→ What the task requires
Among the lines below, restate word for word only those from the line with "debug!(from = ?self.stage, to" through the line with "close failures onto", with both end lines kept.

(Extracted records begins)

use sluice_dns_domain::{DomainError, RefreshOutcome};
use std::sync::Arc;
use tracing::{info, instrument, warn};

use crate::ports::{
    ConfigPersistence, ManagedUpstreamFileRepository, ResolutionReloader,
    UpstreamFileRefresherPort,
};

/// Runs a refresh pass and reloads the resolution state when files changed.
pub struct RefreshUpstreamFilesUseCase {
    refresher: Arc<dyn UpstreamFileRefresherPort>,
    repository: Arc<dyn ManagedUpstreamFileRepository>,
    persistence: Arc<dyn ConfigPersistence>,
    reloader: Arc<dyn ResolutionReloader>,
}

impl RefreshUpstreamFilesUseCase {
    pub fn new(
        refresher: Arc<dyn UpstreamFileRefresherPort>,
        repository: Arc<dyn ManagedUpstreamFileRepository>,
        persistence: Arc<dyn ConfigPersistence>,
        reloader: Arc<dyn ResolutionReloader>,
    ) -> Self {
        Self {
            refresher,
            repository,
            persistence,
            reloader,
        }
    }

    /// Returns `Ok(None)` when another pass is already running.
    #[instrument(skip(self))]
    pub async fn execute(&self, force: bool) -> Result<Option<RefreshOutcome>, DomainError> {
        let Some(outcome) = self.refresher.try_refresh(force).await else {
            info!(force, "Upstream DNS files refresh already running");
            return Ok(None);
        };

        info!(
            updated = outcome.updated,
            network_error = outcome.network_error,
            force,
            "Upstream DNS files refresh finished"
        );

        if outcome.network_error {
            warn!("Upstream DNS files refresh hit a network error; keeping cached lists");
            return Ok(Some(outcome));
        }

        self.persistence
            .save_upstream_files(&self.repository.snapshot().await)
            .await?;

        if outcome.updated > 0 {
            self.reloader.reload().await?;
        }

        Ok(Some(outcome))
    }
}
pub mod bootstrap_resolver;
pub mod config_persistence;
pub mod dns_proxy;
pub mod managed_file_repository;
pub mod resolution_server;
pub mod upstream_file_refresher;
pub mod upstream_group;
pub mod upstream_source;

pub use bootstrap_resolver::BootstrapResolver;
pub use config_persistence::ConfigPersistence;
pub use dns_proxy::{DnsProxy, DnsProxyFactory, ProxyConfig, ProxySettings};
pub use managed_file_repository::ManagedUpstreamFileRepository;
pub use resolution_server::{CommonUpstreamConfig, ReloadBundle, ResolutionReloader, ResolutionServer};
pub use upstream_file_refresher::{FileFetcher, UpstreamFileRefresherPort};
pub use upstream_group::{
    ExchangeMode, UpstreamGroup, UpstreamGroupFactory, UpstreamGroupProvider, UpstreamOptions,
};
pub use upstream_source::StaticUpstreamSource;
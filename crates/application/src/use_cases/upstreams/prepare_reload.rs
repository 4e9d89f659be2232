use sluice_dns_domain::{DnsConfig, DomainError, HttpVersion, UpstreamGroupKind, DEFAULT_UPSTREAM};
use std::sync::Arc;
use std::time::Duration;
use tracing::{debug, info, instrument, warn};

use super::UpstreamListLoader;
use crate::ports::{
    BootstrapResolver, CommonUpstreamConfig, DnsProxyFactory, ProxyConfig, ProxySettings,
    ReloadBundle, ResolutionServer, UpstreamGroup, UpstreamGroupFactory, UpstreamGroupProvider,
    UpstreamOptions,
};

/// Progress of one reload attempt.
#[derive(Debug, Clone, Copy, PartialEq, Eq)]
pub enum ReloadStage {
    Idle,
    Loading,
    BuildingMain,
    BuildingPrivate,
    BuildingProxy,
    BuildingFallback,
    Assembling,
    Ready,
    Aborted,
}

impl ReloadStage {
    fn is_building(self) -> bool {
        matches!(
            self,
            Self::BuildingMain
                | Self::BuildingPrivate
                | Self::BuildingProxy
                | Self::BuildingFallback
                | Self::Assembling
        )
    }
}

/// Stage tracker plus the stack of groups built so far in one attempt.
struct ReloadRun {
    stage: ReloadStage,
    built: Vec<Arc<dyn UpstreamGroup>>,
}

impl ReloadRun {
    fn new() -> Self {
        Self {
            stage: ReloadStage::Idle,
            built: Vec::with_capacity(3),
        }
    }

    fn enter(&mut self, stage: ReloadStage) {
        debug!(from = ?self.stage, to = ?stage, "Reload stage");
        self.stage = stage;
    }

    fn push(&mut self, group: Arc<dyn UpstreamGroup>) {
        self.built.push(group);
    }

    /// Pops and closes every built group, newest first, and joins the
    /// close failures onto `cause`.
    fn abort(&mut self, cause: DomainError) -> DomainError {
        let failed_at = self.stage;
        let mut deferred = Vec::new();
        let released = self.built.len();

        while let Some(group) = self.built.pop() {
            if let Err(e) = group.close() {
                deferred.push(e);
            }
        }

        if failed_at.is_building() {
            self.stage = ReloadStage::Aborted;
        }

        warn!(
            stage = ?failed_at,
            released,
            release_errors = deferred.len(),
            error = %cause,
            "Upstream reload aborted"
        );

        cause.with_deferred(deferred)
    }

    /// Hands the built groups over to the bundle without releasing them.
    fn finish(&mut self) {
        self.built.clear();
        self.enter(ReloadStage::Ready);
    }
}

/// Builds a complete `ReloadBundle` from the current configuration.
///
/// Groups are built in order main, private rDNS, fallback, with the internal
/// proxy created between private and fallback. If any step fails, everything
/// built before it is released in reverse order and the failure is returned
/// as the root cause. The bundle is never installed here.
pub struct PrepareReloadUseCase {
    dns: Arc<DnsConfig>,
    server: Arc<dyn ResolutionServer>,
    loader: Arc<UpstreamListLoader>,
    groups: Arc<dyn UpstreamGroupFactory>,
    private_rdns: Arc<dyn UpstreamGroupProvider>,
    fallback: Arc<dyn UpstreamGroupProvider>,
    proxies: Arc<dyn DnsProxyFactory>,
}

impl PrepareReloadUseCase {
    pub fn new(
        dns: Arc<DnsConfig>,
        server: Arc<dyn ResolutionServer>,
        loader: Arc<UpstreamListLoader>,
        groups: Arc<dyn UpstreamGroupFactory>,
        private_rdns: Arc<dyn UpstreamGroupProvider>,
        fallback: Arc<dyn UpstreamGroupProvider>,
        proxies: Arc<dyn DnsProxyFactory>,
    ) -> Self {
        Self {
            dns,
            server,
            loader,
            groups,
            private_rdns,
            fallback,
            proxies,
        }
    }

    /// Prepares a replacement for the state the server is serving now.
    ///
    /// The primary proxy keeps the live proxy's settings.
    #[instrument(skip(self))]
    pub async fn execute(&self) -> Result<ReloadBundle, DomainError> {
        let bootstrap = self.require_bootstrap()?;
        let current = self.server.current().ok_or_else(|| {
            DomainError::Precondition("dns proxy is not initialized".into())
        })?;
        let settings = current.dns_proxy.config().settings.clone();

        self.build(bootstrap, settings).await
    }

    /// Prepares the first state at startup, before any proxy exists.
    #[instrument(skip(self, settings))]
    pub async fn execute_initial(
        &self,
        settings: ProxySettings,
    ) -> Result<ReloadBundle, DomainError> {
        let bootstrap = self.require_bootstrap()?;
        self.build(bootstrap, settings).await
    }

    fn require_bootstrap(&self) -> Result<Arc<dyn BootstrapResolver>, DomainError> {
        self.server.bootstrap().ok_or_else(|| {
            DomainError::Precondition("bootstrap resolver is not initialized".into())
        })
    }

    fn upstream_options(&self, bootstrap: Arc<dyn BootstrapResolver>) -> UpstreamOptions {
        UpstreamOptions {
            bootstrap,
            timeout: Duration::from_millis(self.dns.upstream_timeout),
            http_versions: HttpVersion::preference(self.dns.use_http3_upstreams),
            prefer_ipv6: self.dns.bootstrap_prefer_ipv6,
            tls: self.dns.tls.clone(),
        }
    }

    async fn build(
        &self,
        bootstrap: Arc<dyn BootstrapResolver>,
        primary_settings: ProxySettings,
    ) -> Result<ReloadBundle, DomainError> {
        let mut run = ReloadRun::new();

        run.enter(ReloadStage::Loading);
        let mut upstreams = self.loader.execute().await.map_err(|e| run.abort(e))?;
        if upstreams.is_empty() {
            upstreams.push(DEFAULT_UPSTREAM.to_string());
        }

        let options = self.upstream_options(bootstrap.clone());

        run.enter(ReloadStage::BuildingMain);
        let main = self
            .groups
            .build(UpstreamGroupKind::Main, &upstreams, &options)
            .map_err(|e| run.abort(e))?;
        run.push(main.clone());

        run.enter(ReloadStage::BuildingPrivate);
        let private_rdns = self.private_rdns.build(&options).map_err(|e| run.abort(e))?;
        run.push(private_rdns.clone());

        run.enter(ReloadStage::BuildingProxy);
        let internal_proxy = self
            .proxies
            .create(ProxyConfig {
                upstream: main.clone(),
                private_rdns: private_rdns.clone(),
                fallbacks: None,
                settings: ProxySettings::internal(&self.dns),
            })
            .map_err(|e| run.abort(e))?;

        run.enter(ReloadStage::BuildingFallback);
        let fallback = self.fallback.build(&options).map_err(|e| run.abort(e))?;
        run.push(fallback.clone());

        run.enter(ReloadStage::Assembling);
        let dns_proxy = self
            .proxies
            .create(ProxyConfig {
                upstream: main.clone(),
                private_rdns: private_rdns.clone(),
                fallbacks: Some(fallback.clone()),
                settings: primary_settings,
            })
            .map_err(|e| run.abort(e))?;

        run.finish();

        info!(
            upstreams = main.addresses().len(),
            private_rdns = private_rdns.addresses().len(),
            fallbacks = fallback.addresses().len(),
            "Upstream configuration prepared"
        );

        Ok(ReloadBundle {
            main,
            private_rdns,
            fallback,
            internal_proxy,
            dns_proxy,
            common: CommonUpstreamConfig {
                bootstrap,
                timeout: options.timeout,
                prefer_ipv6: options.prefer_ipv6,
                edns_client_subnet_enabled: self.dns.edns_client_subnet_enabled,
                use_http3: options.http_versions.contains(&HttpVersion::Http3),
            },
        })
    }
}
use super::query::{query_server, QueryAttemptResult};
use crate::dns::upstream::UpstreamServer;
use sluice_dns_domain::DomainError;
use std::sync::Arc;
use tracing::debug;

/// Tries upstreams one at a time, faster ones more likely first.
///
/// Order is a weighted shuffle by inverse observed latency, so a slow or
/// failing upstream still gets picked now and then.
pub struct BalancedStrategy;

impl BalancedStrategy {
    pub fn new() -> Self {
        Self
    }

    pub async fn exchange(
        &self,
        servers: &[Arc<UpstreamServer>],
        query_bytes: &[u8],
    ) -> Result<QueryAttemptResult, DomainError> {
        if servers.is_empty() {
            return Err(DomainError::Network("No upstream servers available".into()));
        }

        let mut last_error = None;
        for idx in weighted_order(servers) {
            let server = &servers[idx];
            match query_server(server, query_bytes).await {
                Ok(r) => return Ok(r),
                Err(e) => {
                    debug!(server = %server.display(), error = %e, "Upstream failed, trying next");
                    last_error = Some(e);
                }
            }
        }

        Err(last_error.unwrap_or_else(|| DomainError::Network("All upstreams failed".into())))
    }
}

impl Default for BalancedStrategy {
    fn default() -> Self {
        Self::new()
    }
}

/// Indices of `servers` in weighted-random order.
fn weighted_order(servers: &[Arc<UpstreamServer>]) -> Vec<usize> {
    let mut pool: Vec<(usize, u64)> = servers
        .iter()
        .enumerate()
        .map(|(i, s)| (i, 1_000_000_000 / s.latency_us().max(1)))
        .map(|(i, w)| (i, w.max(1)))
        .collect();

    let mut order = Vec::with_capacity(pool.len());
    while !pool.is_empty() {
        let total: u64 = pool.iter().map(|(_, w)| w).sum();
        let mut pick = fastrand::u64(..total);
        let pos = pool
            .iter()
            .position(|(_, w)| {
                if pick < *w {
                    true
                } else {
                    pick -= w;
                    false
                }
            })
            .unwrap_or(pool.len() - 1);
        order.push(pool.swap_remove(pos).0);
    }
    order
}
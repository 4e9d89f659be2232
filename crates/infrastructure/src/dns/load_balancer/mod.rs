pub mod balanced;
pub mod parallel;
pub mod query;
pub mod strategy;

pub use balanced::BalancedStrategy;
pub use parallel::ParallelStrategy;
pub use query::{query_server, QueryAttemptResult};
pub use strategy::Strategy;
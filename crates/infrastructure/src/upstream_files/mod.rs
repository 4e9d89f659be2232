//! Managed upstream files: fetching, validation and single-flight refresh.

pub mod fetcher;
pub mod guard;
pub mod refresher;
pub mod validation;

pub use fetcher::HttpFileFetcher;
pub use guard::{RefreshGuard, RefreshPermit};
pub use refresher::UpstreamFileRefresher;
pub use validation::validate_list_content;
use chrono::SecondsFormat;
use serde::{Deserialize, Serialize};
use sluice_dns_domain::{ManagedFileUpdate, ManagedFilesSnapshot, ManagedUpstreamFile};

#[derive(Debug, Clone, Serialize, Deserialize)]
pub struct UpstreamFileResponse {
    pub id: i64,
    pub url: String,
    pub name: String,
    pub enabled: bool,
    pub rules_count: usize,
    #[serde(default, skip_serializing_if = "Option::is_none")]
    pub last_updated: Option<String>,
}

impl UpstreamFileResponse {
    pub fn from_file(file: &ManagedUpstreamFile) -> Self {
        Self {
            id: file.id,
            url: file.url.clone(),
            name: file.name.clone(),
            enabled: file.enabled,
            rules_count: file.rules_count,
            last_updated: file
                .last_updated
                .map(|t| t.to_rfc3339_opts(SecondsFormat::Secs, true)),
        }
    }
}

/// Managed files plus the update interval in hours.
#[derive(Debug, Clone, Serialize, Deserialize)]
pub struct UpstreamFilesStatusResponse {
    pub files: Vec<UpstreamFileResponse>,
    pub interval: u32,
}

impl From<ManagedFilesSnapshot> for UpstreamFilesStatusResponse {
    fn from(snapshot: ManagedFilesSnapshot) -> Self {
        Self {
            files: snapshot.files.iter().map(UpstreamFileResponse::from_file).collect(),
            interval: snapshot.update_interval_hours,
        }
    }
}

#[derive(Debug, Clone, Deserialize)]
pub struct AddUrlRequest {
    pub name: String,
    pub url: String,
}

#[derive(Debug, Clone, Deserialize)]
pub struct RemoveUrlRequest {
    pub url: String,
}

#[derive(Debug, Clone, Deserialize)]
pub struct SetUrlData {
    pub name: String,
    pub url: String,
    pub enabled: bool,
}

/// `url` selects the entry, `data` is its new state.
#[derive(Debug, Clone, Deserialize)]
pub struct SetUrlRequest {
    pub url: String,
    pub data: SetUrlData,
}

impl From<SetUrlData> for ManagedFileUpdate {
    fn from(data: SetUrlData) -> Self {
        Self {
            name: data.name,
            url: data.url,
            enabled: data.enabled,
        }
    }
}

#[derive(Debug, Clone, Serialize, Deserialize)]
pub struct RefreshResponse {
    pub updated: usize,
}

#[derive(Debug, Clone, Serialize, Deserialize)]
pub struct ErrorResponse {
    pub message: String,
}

(Extracted records ends)

→ Solution
        debug!(from = ?self.stage, to = ?stage, "Reload stage");
        self.stage = stage;
    }

    fn push(&mut self, group: Arc<dyn UpstreamGroup>) {
        self.built.push(group);
    }

    /// Pops and closes every built group, newest first, and joins the
    /// close failures onto `cause`.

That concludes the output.